Currently, most patients requiring blood dialysis for renal failure use arteriovenous fistulae or artificial vessels for vascular access.
However, previous treatment with autologous vessels has limitations on the collection of vessels, and previous artificial vessels have been considered problematic because of the frequent problems of infections and stenosis since they are made of artificial materials.
Thus, a number of patients receiving dialysis who reached the limitation in autologous vascular transplantation are keenly awaiting development of novel blood access different from autologous and artificial vascular transplantation.
Cyfuse has successfully developed a steric vascular structure consisting of cells only with its unique three-dimensional cell layering technology without using a scaffold.
The previous research and development confirmed that this vascular structure created only from cells, such as fibroblasts, is strong enough to bear blood pressure and maintain a long-term aperture.
From now on, Cyfuse intends to make further progress in the development of this cellular vessel to achieve a new approach where a vascular structure resistant to infection with high elasticity is implanted as independent tissue so as to provide novel treatment for patients, including diabetics with angiopathy receiving dialysis.

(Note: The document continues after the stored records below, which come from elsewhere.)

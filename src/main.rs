use std::env;

use eb_reader::{Book, NodeItem, ReadOptions, SearchKey, SectionNode};

fn main() {
    let args: Vec<String> = env::args().collect();

    if args.len() < 2 {
        eprintln!("Usage: {} <path-to-book-dir> [--dump]", args[0]);
        std::process::exit(1);
    }

    let book_path = &args[1];
    let dump = args.iter().any(|arg| arg == "--dump");

    println!("Reading book: {}", book_path);
    println!("{}", "=".repeat(60));

    let book = match Book::open(book_path) {
        Ok(book) => book,
        Err(e) => {
            eprintln!("\nERROR: Failed to open book");
            eprintln!("  {}", e);
            std::process::exit(1);
        }
    };

    println!("\nBook Information:");
    println!("  Type: {}", book.book_type().label());
    println!("  Encoding: {}", book.encoding().label());
    if let Some(version) = book.epwing_version() {
        println!("  EPWing version: {}", version);
    }

    for (i, result) in book.subbook_results().iter().enumerate() {
        match result {
            Ok(subbook) => {
                println!("\nSubbook {}:", i + 1);
                println!("  Title: {}", subbook.title);
                println!("  Directory: {}", subbook.directory);
                println!("  Index page: {}", subbook.index_page);
                if !subbook.wide_fonts.is_empty() {
                    println!("  Wide fonts: {:?}", subbook.wide_fonts);
                }
                if !subbook.narrow_fonts.is_empty() {
                    println!("  Narrow fonts: {:?}", subbook.narrow_fonts);
                }
                if let Some(text) = subbook.text() {
                    println!("  Search methods: {}", text.searches().len());
                }
            }
            Err(e) => {
                println!("\nSubbook {}: FAILED ({})", i + 1, e);
            }
        }
    }

    if dump {
        dump_first_subbook(book);
    }
}

fn dump_first_subbook(mut book: Book) {
    let Some(subbook) = book.subbook_mut(0) else {
        eprintln!("\nNo readable subbook to dump");
        std::process::exit(1);
    };

    println!("\n{}", "=".repeat(60));
    println!("Text of subbook 1:");

    let iter = match subbook.read(&ReadOptions::search(SearchKey::Text)) {
        Ok(iter) => iter,
        Err(e) => {
            eprintln!("ERROR: {}", e);
            std::process::exit(1);
        }
    };

    for result in iter.take(50) {
        match result {
            Ok(section) => print_section(&section, 0),
            Err(e) => {
                eprintln!("ERROR: {}", e);
                std::process::exit(1);
            }
        }
    }
}

fn print_section(section: &SectionNode, indent: usize) {
    let pad = "  ".repeat(indent);
    println!("{}[{}] {:?}", pad, section.name, section.info);
    for item in &section.data {
        match item {
            NodeItem::Text(text) => println!("{}  \"{}\"", pad, text),
            NodeItem::Node(node) => print_section(node, indent + 1),
        }
    }
}
impl<'a, Z: Zio> Iterator for TextIter<'a, Z> {
    type Item = Result<SectionNode>;

    fn next(&mut self) -> Option<Self::Item> {
        if self.terminated {
            return None;
        }

        loop {
            let mut unit = [0u8; 2];
            match self.zio.read_into(&mut unit) {
                Ok(()) => {}
                Err(e) if e.is_eof() => {
                    self.terminated = true;
                    return None;
                }
                Err(e) => {
                    self.terminated = true;
                    return Some(Err(e));
                }
            }

            if unit[0] == ESCAPE_CODE {
                match self.handle_escape(unit[1]) {
                    Ok(Some(node)) => return Some(Ok(node)),
                    Ok(None) => {
                        if self.terminated {
                            return None;
                        }
                    }
                    Err(e) => {
                        self.terminated = true;
                        return Some(Err(e));
                    }
                }
            } else if self.ctx.sections.is_empty() {
                // Outside any section bytes are discarded; put one byte
                // back so an escape starting mid-unit is not missed.
                if let Err(e) = self.zio.seek_relative(-1) {
                    self.terminated = true;
                    return Some(Err(e));
                }
            } else if let Err(e) = self.decode_character(unit) {
                self.terminated = true;
                return Some(Err(e));
            }
        }
    }
}
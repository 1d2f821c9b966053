//! Character decoding for the three book encodings, plus the process-wide
//! wide/narrow (full-width/half-width) character mapping.
//!
//! JIS X 0208 row-cell pairs are resolved through `encoding_rs`'s EUC-JP
//! table by setting the high bit on both bytes; GB 2312 pairs go through the
//! GB18030 table the same way. ISO 8859-1 bytes map directly to their
//! Unicode scalar values.

use std::collections::HashMap;
use std::sync::OnceLock;

use encoding_rs::{EUC_JP, GB18030};
use log::debug;

use super::error::{EbError, Result};

/// Placeholder emitted for book-local ("gaiji") characters, whose glyphs
/// live in the subbook's font files rather than any standard code table.
pub const LOCAL_CHARACTER_PLACEHOLDER: char = '\u{fffd}';

/// The character encoding of a book's text stream.
#[derive(Debug, Clone, Copy, PartialEq, Eq)]
pub enum Encoding {
    Iso8859_1,
    JisX0208,
    JisX0208Gb2312,
}

impl Encoding {
    /// Maps the `language` file's character code to an encoding.
    pub fn from_language_code(code: u16) -> Result<Self> {
        match code {
            1 => Ok(Encoding::Iso8859_1),
            2 => Ok(Encoding::JisX0208),
            3 => Ok(Encoding::JisX0208Gb2312),
            other => Err(EbError::UnsupportedEncoding(other)),
        }
    }

    pub fn label(&self) -> &'static str {
        match self {
            Encoding::Iso8859_1 => "iso8859-1",
            Encoding::JisX0208 => "jisx0208",
            Encoding::JisX0208Gb2312 => "jisx0208-gb2312",
        }
    }

    pub fn is_single_byte(&self) -> bool {
        matches!(self, Encoding::Iso8859_1)
    }
}

/// Whether a single ISO 8859-1 byte is printable (0x20..=0x7E or
/// 0xA0..=0xFF).
pub fn is_latin_printable(byte: u8) -> bool {
    (0x20..0x7f).contains(&byte) || byte >= 0xa0
}

fn decode_two_byte(table: &'static encoding_rs::Encoding, bytes: [u8; 2]) -> Option<char> {
    let (text, had_errors) = table.decode_without_bom_handling(&bytes);
    if had_errors {
        return None;
    }
    let mut chars = text.chars();
    match (chars.next(), chars.next()) {
        (Some(ch), None) => Some(ch),
        _ => None,
    }
}

/// Decode one 2-byte unit of text under a two-byte encoding.
///
/// Returns `None` for pairs outside the encoding's printable planes; the
/// caller treats those as consumed filler. `narrow_open` reports whether a
/// `narrow` section is currently open, which is the only context available
/// for resolving book-local characters in the JIS X 0208 + GB 2312 hybrid.
pub fn decode_pair(encoding: Encoding, c1: u8, c2: u8, narrow_open: bool) -> Option<char> {
    let jis = (0x20 < c1 && c1 < 0x7f) && (0x20 < c2 && c2 < 0x7f);
    match encoding {
        Encoding::Iso8859_1 => None,
        Encoding::JisX0208 => {
            if jis {
                decode_two_byte(EUC_JP, [c1 | 0x80, c2 | 0x80])
            } else {
                None
            }
        }
        Encoding::JisX0208Gb2312 => {
            if jis {
                decode_two_byte(EUC_JP, [c1 | 0x80, c2 | 0x80])
            } else if (0x20 < c1 && c1 < 0x7f) && (0xa0 < c2 && c2 < 0xff) {
                decode_two_byte(GB18030, [c1 | 0x80, c2])
            } else if (0xa0 < c1 && c1 < 0xff) && (0x20 < c2 && c2 < 0x7f) {
                // Book-local character; the glyph is only resolvable through
                // the subbook's narrow/wide font files.
                debug!(
                    "Local {} character {:#04x}{:02x} replaced with placeholder",
                    if narrow_open { "narrow" } else { "wide" },
                    c1,
                    c2
                );
                Some(LOCAL_CHARACTER_PLACEHOLDER)
            } else {
                None
            }
        }
    }
}

/// Decode a fixed-length string field: truncate at the first NUL, decode
/// under `encoding`, trim surrounding whitespace.
pub fn decode_fixed(bytes: &[u8], encoding: Encoding) -> String {
    let end = bytes.iter().position(|&b| b == 0).unwrap_or(bytes.len());
    let bytes = &bytes[..end];

    let decoded: String = if encoding.is_single_byte() {
        bytes.iter().map(|&b| char::from(b)).collect()
    } else {
        bytes
            .chunks_exact(2)
            .filter_map(|pair| decode_pair(encoding, pair[0], pair[1], false))
            .collect()
    };
    decoded.trim().to_string()
}

struct WidthMaps {
    wide_to_narrow: HashMap<char, char>,
    narrow_to_wide: HashMap<char, char>,
}

/// (wide, narrow) pairs outside the contiguous full-width ASCII run:
/// half-width katakana and punctuation (FF61..=FF9F), full-width signs
/// (FFE0..=FFE6) and half-width forms (FFE8..=FFEE).
const WIDTH_PAIRS: &[(char, char)] = &[
    ('。', '｡'),
    ('「', '｢'),
    ('」', '｣'),
    ('、', '､'),
    ('・', '･'),
    ('ヲ', 'ｦ'),
    ('ァ', 'ｧ'),
    ('ィ', 'ｨ'),
    ('ゥ', 'ｩ'),
    ('ェ', 'ｪ'),
    ('ォ', 'ｫ'),
    ('ャ', 'ｬ'),
    ('ュ', 'ｭ'),
    ('ョ', 'ｮ'),
    ('ッ', 'ｯ'),
    ('ー', 'ｰ'),
    ('ア', 'ｱ'),
    ('イ', 'ｲ'),
    ('ウ', 'ｳ'),
    ('エ', 'ｴ'),
    ('オ', 'ｵ'),
    ('カ', 'ｶ'),
    ('キ', 'ｷ'),
    ('ク', 'ｸ'),
    ('ケ', 'ｹ'),
    ('コ', 'ｺ'),
    ('サ', 'ｻ'),
    ('シ', 'ｼ'),
    ('ス', 'ｽ'),
    ('セ', 'ｾ'),
    ('ソ', 'ｿ'),
    ('タ', 'ﾀ'),
    ('チ', 'ﾁ'),
    ('ツ', 'ﾂ'),
    ('テ', 'ﾃ'),
    ('ト', 'ﾄ'),
    ('ナ', 'ﾅ'),
    ('ニ', 'ﾆ'),
    ('ヌ', 'ﾇ'),
    ('ネ', 'ﾈ'),
    ('ノ', 'ﾉ'),
    ('ハ', 'ﾊ'),
    ('ヒ', 'ﾋ'),
    ('フ', 'ﾌ'),
    ('ヘ', 'ﾍ'),
    ('ホ', 'ﾎ'),
    ('マ', 'ﾏ'),
    ('ミ', 'ﾐ'),
    ('ム', 'ﾑ'),
    ('メ', 'ﾒ'),
    ('モ', 'ﾓ'),
    ('ヤ', 'ﾔ'),
    ('ユ', 'ﾕ'),
    ('ヨ', 'ﾖ'),
    ('ラ', 'ﾗ'),
    ('リ', 'ﾘ'),
    ('ル', 'ﾙ'),
    ('レ', 'ﾚ'),
    ('ロ', 'ﾛ'),
    ('ワ', 'ﾜ'),
    ('ン', 'ﾝ'),
    ('゛', 'ﾞ'),
    ('゜', 'ﾟ'),
    ('￠', '¢'),
    ('￡', '£'),
    ('￢', '¬'),
    ('￣', '¯'),
    ('￤', '¦'),
    ('￥', '¥'),
    ('￦', '₩'),
    ('\u{2502}', '\u{ffe8}'),
    ('\u{2190}', '\u{ffe9}'),
    ('\u{2191}', '\u{ffea}'),
    ('\u{2192}', '\u{ffeb}'),
    ('\u{2193}', '\u{ffec}'),
    ('\u{25a0}', '\u{ffed}'),
    ('\u{25cb}', '\u{ffee}'),
];

static WIDTH_MAPS: OnceLock<WidthMaps> = OnceLock::new();

fn width_maps() -> &'static WidthMaps {
    WIDTH_MAPS.get_or_init(|| {
        let mut wide_to_narrow = HashMap::new();
        let mut narrow_to_wide = HashMap::new();

        // Full-width ASCII FF01..=FF5E mirrors 0x21..=0x7E at a fixed
        // distance.
        for narrow in 0x21u32..=0x7e {
            let wide = char::from_u32(narrow + 0xfee0).expect("BMP code point");
            let narrow = char::from_u32(narrow).expect("ASCII code point");
            wide_to_narrow.insert(wide, narrow);
            narrow_to_wide.insert(narrow, wide);
        }
        for &(wide, narrow) in WIDTH_PAIRS {
            wide_to_narrow.insert(wide, narrow);
            narrow_to_wide.insert(narrow, wide);
        }

        debug!("Mapped {} characters from wide<->narrow", wide_to_narrow.len());
        WidthMaps {
            wide_to_narrow,
            narrow_to_wide,
        }
    })
}

/// Take a wide-character string and convert it to a narrow one.
/// Characters without a half-width counterpart pass through unchanged.
pub fn to_narrow(s: &str) -> String {
    let maps = width_maps();
    s.chars()
        .map(|ch| maps.wide_to_narrow.get(&ch).copied().unwrap_or(ch))
        .collect()
}

/// Take a narrow-character string and convert it to a wide one.
pub fn to_wide(s: &str) -> String {
    let maps = width_maps();
    s.chars()
        .map(|ch| maps.narrow_to_wide.get(&ch).copied().unwrap_or(ch))
        .collect()
}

In addition to deployment of more difficult treatments, such as revascularization for severe ischemia in the lower extremities and coronary bypass, as well as expansion into the cerebrovascular field and pediatric vascular field, deployment into fields other than vascular fields is keenly awaited as well, such as the gastrointestinal and urinary organs from the progression of functional restoration technology using a tubular cellular structure created by cells only.